If You’re Living in A Glass House, Throw Her the Rocks! A Generic Cialis Soundscape
Have you ever lived in an apartment where the walls are made out of paper, like in those old-fashioned Japanese houses? Welcome to my world. Before I bought some Generic Cialis, it was downright unlivable, and I'll explain why. I can hear everything my neighbors do to their little squealing geishas, morning noon and night, from above, from below, and from every side. Sometimes I wonder-did someone put some Generic Cialis in the building's water supply, or what? Some of those neighbors of mine are a lot older than I am, and they're going at it like champions. It's like being back in the old college dorm, where people on every side of you were banging each other's brains out 24 hours a day, without a care in the world. And you didn't necessarily mind living in Hugh Hefner's mansion, because you and your future wife were at it as well, banging like there was no tomorrow (and no mid-term tomorrow!), never dreaming that one day you'd need something called Generic Cialis. Heck, I just attended my10th-year college reunion last month-I'm not that old! Seems like just yesterday... all my erectile dysfunction troubles seemed so far away. Until they became serious, the noises from behind my apartment walls were just everyday nuisances. But when I realized I was no longer part of that chorus, it became downright depressing.
Oscar Wilde once said something to the effect that other people's tragedies were unbearably banal. Let me paraphrase that into a bit of Generic Cialis wisdom, and say that other people's sex banter is unbearably idiotic. If people only realized what they sounded like to their neighbors, they'd shut the hell up. I guess they don't give it much thought, when they're doing it like junkyard dogs. But imagine me, lying there in our desolate bed like some worthless old Balzac-my wife poking and teasing my flaccid little Speed Racer, which was obviously in desperate need for some Generic Cialis. I'm doing everything I can think of to recall Mr. Johnson to life-thinking happy thoughts, watching porn, applying lubricant, asking my wife to role-play, and things a lot kinkier than that. Of course, nothing worked, because unfortunately, having your wife put on a nurse costume won't restore proper blood flow to your Slap Happy. As I later learned, Generic Cialis does just that, allowing you to get the rock-solid pillar of an erection you remember from your fraternity days. After months of playing games, and watching my poor wife head mournfully to pleasure herself with the shower nozzle, I finally broke down and placed my Generic Cialis order on the Internet.
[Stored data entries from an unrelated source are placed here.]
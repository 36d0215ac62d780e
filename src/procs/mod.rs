// Copyright 2019 Benjamin Fry <benjaminfry@me.com>
//
// Licensed under the Apache License, Version 2.0, <LICENSE-APACHE or
// http://apache.org/licenses/LICENSE-2.0> or the MIT license <LICENSE-MIT or
// http://opensource.org/licenses/MIT>, at your option. This file may not be
// copied, modified, or distributed except according to those terms.

mod launcher;
mod supervisor;

pub use launcher::launch;
pub use supervisor::{ConfiguredStatus, Restarted, RunningStatus, StopOutcome, Supervisor};

use std::process::ExitStatus;
use std::time::Duration;

use nix::sys::signal::{kill, Signal};
use nix::unistd::Pid;
use tokio::process::Child;
use tracing::{debug, warn};

use crate::Error;

/// How long a process is given to exit after SIGTERM before it is killed
pub const DEFAULT_STOP_TIMEOUT: Duration = Duration::from_secs(5);

/// A live OS process started for a configured program
#[derive(Debug)]
pub struct ManagedProcess {
    name: String,
    pid: libc::pid_t,
    child: Child,
}

impl ManagedProcess {
    pub(crate) fn new(name: String, pid: libc::pid_t, child: Child) -> Self {
        Self { name, pid, child }
    }

    pub fn name(&self) -> &str {
        &self.name
    }

    pub fn pid(&self) -> libc::pid_t {
        self.pid
    }

    /// Checks without blocking; a failed check is reported as exited
    pub fn has_exited(&mut self) -> bool {
        match self.child.try_wait() {
            Ok(Some(status)) => {
                debug!(name = %self.name, pid = self.pid, %status, "process has exited");
                true
            }
            Ok(None) => false,
            Err(e) => {
                warn!(name = %self.name, pid = self.pid, error = %e, "could not check process");
                true
            }
        }
    }

    /// Asks the process to shut itself down
    pub fn terminate(&self) -> Result<(), Error> {
        kill(Pid::from_raw(self.pid), Signal::SIGTERM)?;
        Ok(())
    }

    /// Waits for the process to exit, for at most `timeout`
    ///
    /// Returns `None` if the timeout elapsed first.
    pub async fn wait_for_exit(&mut self, timeout: Duration) -> Result<Option<ExitStatus>, Error> {
        match tokio::time::timeout(timeout, self.child.wait()).await {
            Ok(status) => {
                let status = status?;
                debug!(name = %self.name, pid = self.pid, %status, "process exited");
                Ok(Some(status))
            }
            Err(_) => Ok(None),
        }
    }

    /// SIGKILL and reap
    pub async fn kill(&mut self) -> Result<(), Error> {
        self.child.kill().await?;
        Ok(())
    }
}
// Copyright 2019-2020 Benjamin Fry <benjaminfry@me.com>
//
// Licensed under the Apache License, Version 2.0, <LICENSE-APACHE or
// http://apache.org/licenses/LICENSE-2.0> or the MIT license <LICENSE-MIT or
// http://opensource.org/licenses/MIT>, at your option. This file may not be
// copied, modified, or distributed except according to those terms.

use std::collections::BTreeMap;
use std::time::Duration;

use tracing::{debug, info, warn};

use crate::config::ApplicationDefinition;
use crate::error::ErrorKind;
use crate::procs::{self, ManagedProcess, DEFAULT_STOP_TIMEOUT};
use crate::registry::Registry;
use crate::Error;

/// How a tracked process left the supervisor
#[derive(Clone, Copy, Debug, PartialEq, Eq)]
pub enum StopOutcome {
    /// Exited on its own within the stop timeout after SIGTERM
    Graceful,
    /// Ignored SIGTERM and was killed
    Forced,
    /// Had already exited, no signal was sent
    AlreadyExited,
}

/// What a restart did, the stop is reported even if the start failed
#[derive(Debug)]
pub struct Restarted {
    /// `None` when nothing was tracked under the name
    pub stopped: Option<StopOutcome>,
    pub started: Result<libc::pid_t, Error>,
}

/// A configured program and its tracked pid, if any
#[derive(Clone, Debug)]
pub struct ConfiguredStatus<'a> {
    pub definition: &'a ApplicationDefinition,
    pub pid: Option<libc::pid_t>,
}

/// An entry of the live map, as of the moment it was listed
#[derive(Clone, Debug, PartialEq, Eq)]
pub struct RunningStatus {
    pub name: String,
    pub pid: libc::pid_t,
    pub exited: bool,
}

/// Launch and monitor processes
///
/// Rules:
///   - at most one tracked process per program name
///   - liveness is only checked when stopping or listing, never in the background
///   - a stop always removes the entry, whether the process left gracefully or not
///   - processes still tracked when the supervisor is dropped keep running
#[derive(Debug)]
pub struct Supervisor {
    running: BTreeMap<String, ManagedProcess>,
    stop_timeout: Duration,
}

impl Default for Supervisor {
    fn default() -> Self {
        Self::new()
    }
}

impl Supervisor {
    pub fn new() -> Self {
        Self::with_stop_timeout(DEFAULT_STOP_TIMEOUT)
    }

    /// Grace period between SIGTERM and SIGKILL
    pub fn with_stop_timeout(stop_timeout: Duration) -> Self {
        Self {
            running: BTreeMap::new(),
            stop_timeout,
        }
    }

    pub fn is_tracked(&self, name: &str) -> bool {
        self.running.contains_key(name)
    }

    pub fn pid_of(&self, name: &str) -> Option<libc::pid_t> {
        self.running.get(name).map(ManagedProcess::pid)
    }

    pub fn len(&self) -> usize {
        self.running.len()
    }

    pub fn is_empty(&self) -> bool {
        self.running.is_empty()
    }

    /// Launches the program and tracks it under its name
    ///
    /// An entry already tracked under the same name is replaced without being
    /// stopped; use `restart` to cycle a program.
    pub fn start(&mut self, def: &ApplicationDefinition) -> Result<libc::pid_t, Error> {
        let process = procs::launch(def)?;
        let pid = process.pid();

        if let Some(stale) = self.running.insert(def.name().to_string(), process) {
            warn!(
                name = %def.name(),
                pid = stale.pid(),
                "replaced a tracked process, the previous instance is no longer managed"
            );
        }

        info!(name = %def.name(), pid, "started");
        Ok(pid)
    }

    /// Stops the tracked process, escalating from SIGTERM to SIGKILL after the stop timeout
    pub async fn stop(&mut self, name: &str) -> Result<StopOutcome, Error> {
        let mut process = self
            .running
            .remove(name)
            .ok_or_else(|| ErrorKind::NotRunning(name.to_string()))?;

        if process.has_exited() {
            debug!(name, pid = process.pid(), "dropping entry for exited process");
            return Ok(StopOutcome::AlreadyExited);
        }

        // ESRCH here means it exited in the meantime, the wait below sees that
        if let Err(e) = process.terminate() {
            debug!(name, pid = process.pid(), error = %e, "SIGTERM failed");
        }

        match process.wait_for_exit(self.stop_timeout).await {
            Ok(Some(_)) => {
                info!(name, pid = process.pid(), "stopped");
                return Ok(StopOutcome::Graceful);
            }
            Ok(None) => warn!(
                name,
                pid = process.pid(),
                timeout_ms = self.stop_timeout.as_millis() as u64,
                "process did not exit in time, killing"
            ),
            Err(e) => warn!(name, pid = process.pid(), error = %e, "wait failed, killing"),
        }

        if let Err(e) = process.kill().await {
            warn!(name, pid = process.pid(), error = %e, "SIGKILL failed");
        }

        info!(name, pid = process.pid(), "force-stopped");
        Ok(StopOutcome::Forced)
    }

    /// Stops the program if it is tracked, then starts it again
    ///
    /// The start is attempted no matter how the stop went.
    pub async fn restart(&mut self, def: &ApplicationDefinition) -> Restarted {
        let stopped = if self.is_tracked(def.name()) {
            match self.stop(def.name()).await {
                Ok(outcome) => Some(outcome),
                Err(e) => {
                    warn!(name = %def.name(), error = %e, "stop before restart failed");
                    None
                }
            }
        } else {
            None
        };

        Restarted {
            stopped,
            started: self.start(def),
        }
    }

    /// Stops every tracked process, one result per name
    pub async fn stop_all(&mut self) -> Vec<(String, Result<StopOutcome, Error>)> {
        // taken before any stop, each stop removes from the map
        let names: Vec<String> = self.running.keys().cloned().collect();

        let mut results = Vec::with_capacity(names.len());
        for name in names {
            let result = self.stop(&name).await;
            results.push((name, result));
        }

        results
    }

    /// Every configured program, with the pid of its tracked process if there is one
    pub fn list_configured<'a>(&self, registry: &'a Registry) -> Vec<ConfiguredStatus<'a>> {
        registry
            .iter()
            .map(|definition| ConfiguredStatus {
                definition,
                pid: self.pid_of(definition.name()),
            })
            .collect()
    }

    /// Every tracked process, including those that exited but were not stopped yet
    pub fn list_running(&mut self) -> Vec<RunningStatus> {
        self.running
            .values_mut()
            .map(|process| RunningStatus {
                name: process.name().to_string(),
                pid: process.pid(),
                exited: process.has_exited(),
            })
            .collect()
    }
}

#[cfg(test)]
mod tests {
    use std::path::Path;

    use super::*;

    const SHORT_TIMEOUT: Duration = Duration::from_millis(500);

    fn sleeper(name: &str) -> ApplicationDefinition {
        ApplicationDefinition::new(name, "sleep", "30")
    }

    /// A shell that ignores SIGTERM
    fn stubborn(name: &str) -> ApplicationDefinition {
        ApplicationDefinition::new(name, "sh", "-c 'trap \"\" TERM; while true; do sleep 1; done'")
    }

    async fn wait_until_exited(supervisor: &mut Supervisor, name: &str) {
        for _ in 0..100 {
            if supervisor
                .list_running()
                .iter()
                .any(|status| status.name == name && status.exited)
            {
                return;
            }
            tokio::time::sleep(Duration::from_millis(20)).await;
        }
        panic!("{} never exited", name);
    }

    #[tokio::test]
    async fn test_stop_unknown_name() {
        let mut supervisor = Supervisor::new();
        supervisor.start(&sleeper("A")).expect("failed to start");

        let err = supervisor.stop("B").await.unwrap_err();
        assert!(matches!(err.kind(), ErrorKind::NotRunning(name) if name == "B"));
        assert_eq!(supervisor.len(), 1);

        supervisor.stop_all().await;
    }

    #[tokio::test]
    async fn test_start_tracks_process() {
        let mut supervisor = Supervisor::new();
        let pid = supervisor.start(&sleeper("A")).expect("failed to start");

        assert_eq!(
            supervisor.list_running(),
            vec![RunningStatus {
                name: "A".to_string(),
                pid,
                exited: false,
            }]
        );

        supervisor.stop_all().await;
    }

    #[tokio::test]
    async fn test_failed_start_leaves_map_alone() {
        let mut supervisor = Supervisor::new();
        let pid = supervisor.start(&sleeper("A")).expect("failed to start");

        let broken = ApplicationDefinition::new("A", "/definitely/not/a/program", "");
        let err = supervisor.start(&broken).unwrap_err();
        assert!(matches!(err.kind(), ErrorKind::Launch { .. }));
        assert_eq!(supervisor.pid_of("A"), Some(pid));

        let err = supervisor
            .start(&ApplicationDefinition::new("B", "/definitely/not/a/program", ""))
            .unwrap_err();
        assert!(matches!(err.kind(), ErrorKind::Launch { .. }));
        assert!(!supervisor.is_tracked("B"));

        supervisor.stop_all().await;
    }

    #[tokio::test]
    async fn test_start_replaces_entry() {
        let mut supervisor = Supervisor::new();
        let first = supervisor.start(&sleeper("A")).expect("failed to start");
        let second = supervisor.start(&sleeper("A")).expect("failed to start");

        assert_ne!(first, second);
        assert_eq!(supervisor.len(), 1);
        assert_eq!(supervisor.pid_of("A"), Some(second));

        supervisor.stop_all().await;
        // the replaced instance is untracked, clean it up by hand
        nix::sys::signal::kill(
            nix::unistd::Pid::from_raw(first),
            nix::sys::signal::Signal::SIGKILL,
        )
        .ok();
    }

    #[tokio::test]
    async fn test_graceful_stop() {
        let mut supervisor = Supervisor::new();
        supervisor.start(&sleeper("A")).expect("failed to start");

        let outcome = supervisor.stop("A").await.expect("failed to stop");
        assert_eq!(outcome, StopOutcome::Graceful);
        assert!(supervisor.is_empty());
    }

    #[tokio::test]
    async fn test_forced_stop() {
        let mut supervisor = Supervisor::with_stop_timeout(SHORT_TIMEOUT);
        supervisor.start(&stubborn("A")).expect("failed to start");

        // give the shell time to install its trap
        tokio::time::sleep(Duration::from_millis(300)).await;

        let outcome = supervisor.stop("A").await.expect("failed to stop");
        assert_eq!(outcome, StopOutcome::Forced);
        assert!(supervisor.is_empty());
    }

    #[tokio::test]
    async fn test_stop_already_exited() {
        let mut supervisor = Supervisor::new();
        supervisor
            .start(&ApplicationDefinition::new("A", "true", ""))
            .expect("failed to start");

        wait_until_exited(&mut supervisor, "A").await;
        // still listed until stopped
        assert_eq!(supervisor.len(), 1);

        let outcome = supervisor.stop("A").await.expect("failed to stop");
        assert_eq!(outcome, StopOutcome::AlreadyExited);
        assert!(supervisor.is_empty());
    }

    #[tokio::test]
    async fn test_restart_from_every_state() {
        let mut supervisor = Supervisor::new();

        // absent
        let restarted = supervisor.restart(&sleeper("A")).await;
        assert_eq!(restarted.stopped, None);
        let first = restarted.started.expect("restart");
        assert_eq!(supervisor.pid_of("A"), Some(first));

        // running
        let again = supervisor.restart(&sleeper("A")).await;
        assert_eq!(again.stopped, Some(StopOutcome::Graceful));
        let second = again.started.expect("restart");
        assert_ne!(second, first);
        assert_eq!(supervisor.pid_of("A"), Some(second));

        // already exited
        let quick = ApplicationDefinition::new("B", "true", "");
        supervisor.start(&quick).expect("failed to start");
        wait_until_exited(&mut supervisor, "B").await;
        let restarted = supervisor.restart(&quick).await;
        assert_eq!(restarted.stopped, Some(StopOutcome::AlreadyExited));
        restarted.started.expect("restart");
        assert!(supervisor.is_tracked("B"));

        supervisor.stop_all().await;
    }

    #[tokio::test]
    async fn test_restart_keeps_stop_outcome_when_start_fails() {
        let mut supervisor = Supervisor::new();
        supervisor.start(&sleeper("A")).expect("failed to start");

        let broken = ApplicationDefinition::new("A", "/definitely/not/a/program", "");
        let restarted = supervisor.restart(&broken).await;

        assert_eq!(restarted.stopped, Some(StopOutcome::Graceful));
        let err = restarted.started.unwrap_err();
        assert!(matches!(err.kind(), ErrorKind::Launch { .. }));
        assert!(supervisor.is_empty());
    }

    #[tokio::test]
    async fn test_stop_all() {
        let mut supervisor = Supervisor::with_stop_timeout(SHORT_TIMEOUT);
        supervisor.start(&sleeper("A")).expect("failed to start");
        supervisor.start(&sleeper("B")).expect("failed to start");
        supervisor.start(&stubborn("C")).expect("failed to start");
        tokio::time::sleep(Duration::from_millis(300)).await;

        let mut results = supervisor.stop_all().await;
        assert!(supervisor.is_empty());
        assert_eq!(results.len(), 3);

        results.sort_by(|a, b| a.0.cmp(&b.0));
        let outcomes: Vec<_> = results
            .into_iter()
            .map(|(name, result)| (name, result.expect("stop failed")))
            .collect();
        assert_eq!(
            outcomes,
            vec![
                ("A".to_string(), StopOutcome::Graceful),
                ("B".to_string(), StopOutcome::Graceful),
                ("C".to_string(), StopOutcome::Forced),
            ]
        );

        assert!(supervisor.stop_all().await.is_empty());
    }

    #[tokio::test]
    async fn test_list_configured() {
        let registry = Registry::new(
            Path::new("test.json"),
            vec![sleeper("A"), sleeper("B")],
        )
        .expect("registry");

        let mut supervisor = Supervisor::new();
        let pid = supervisor
            .start(registry.lookup("b").expect("configured"))
            .expect("failed to start");

        let listed: Vec<_> = supervisor
            .list_configured(&registry)
            .into_iter()
            .map(|status| (status.definition.name().to_string(), status.pid))
            .collect();
        assert_eq!(
            listed,
            vec![("A".to_string(), None), ("B".to_string(), Some(pid))]
        );

        supervisor.stop_all().await;
    }
}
On that fateful night when my
Generic Cialis arrived, we had planned to have a "romantic" dinner at home, with candles and whatnot, so I slipped into the restroom and took my first dose. What the heck, I thought-we'll see what comes of this! Before we'd even finished our dinner, the neighbors were at it. From behind every wall, we could hear their ridiculous cries of passion. "Give it to me! Please!" "Deeper, Mr. Jimmy, deeper!" "Harder, baby! Harder!" "Yes doctor! Yes doctor!" Luckily, the doctor had prescribed
Generic Cialis! I looked at my wife, and realized I had a Herculean hard-on. And I suggested that we have rough, noisy sex. That night, we had our revenge on all of our noisy neighbors. I guess I should be thankful. I mean, it was their screaming and embarrassing me that finally made me order my
Generic Viagra. I gave it hard to my wife that night, right there in the kitchen, on the countertop. And I made her scream bloody murder, too.